--- PROVIDED ENTRIES Enclosed Below ---

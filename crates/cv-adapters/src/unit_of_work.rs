//! Append + outbox unit of work
//!
//! The durable backends commit the event rows and the outbox rows in one
//! transaction. The in-memory composition keeps the same call shape and
//! ordering: events first, then their outbox rows, so a crash in between
//! re-stages at worst, never loses.

use cv_domain::{CvResult, EventData, MediatorError, OutboxMessage};
use cv_ports::{EventStore, ExpectedVersion, OutboxStore};
use tracing::instrument;

/// Append events and stage one outbox row per appended envelope.
///
/// Returns the new stream version. Outbox payloads are the serialized
/// envelopes, so a dispatcher has the full identity (event id, version,
/// hash) for downstream dedup.
#[instrument(skip(event_store, outbox, events), fields(stream_id = %stream_id, event_count = events.len()))]
pub async fn append_with_outbox<ES, OS>(
    event_store: &ES,
    outbox: &OS,
    stream_id: &str,
    events: Vec<EventData>,
    expected_version: ExpectedVersion,
) -> CvResult<u64>
where
    ES: EventStore,
    OS: OutboxStore,
{
    let count = events.len() as u64;
    let new_version = event_store
        .append(stream_id, events, expected_version)
        .await?;
    if count == 0 {
        return Ok(new_version);
    }

    let appended = event_store
        .read(stream_id, new_version - count + 1, count as usize)
        .await?;
    for envelope in appended.events {
        let payload = serde_json::to_vec(&envelope)
            .map_err(|e| MediatorError::fatal(format!("unencodable envelope: {e}")))?;
        let message = OutboxMessage::new(envelope.event_type.clone(), payload, envelope.occurred_at)
            .for_stream(stream_id);
        outbox.add(message).await?;
    }

    Ok(new_version)
}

--- End of Enclosed PROVIDED ENTRIES ---

The lines holding the word "instrument" are the answer. Find them in the entries and copy them.

EXPECTED OUTPUT -
use tracing::instrument;
#[instrument(skip(event_store, outbox, events), fields(stream_id = %stream_id, event_count = events.len()))]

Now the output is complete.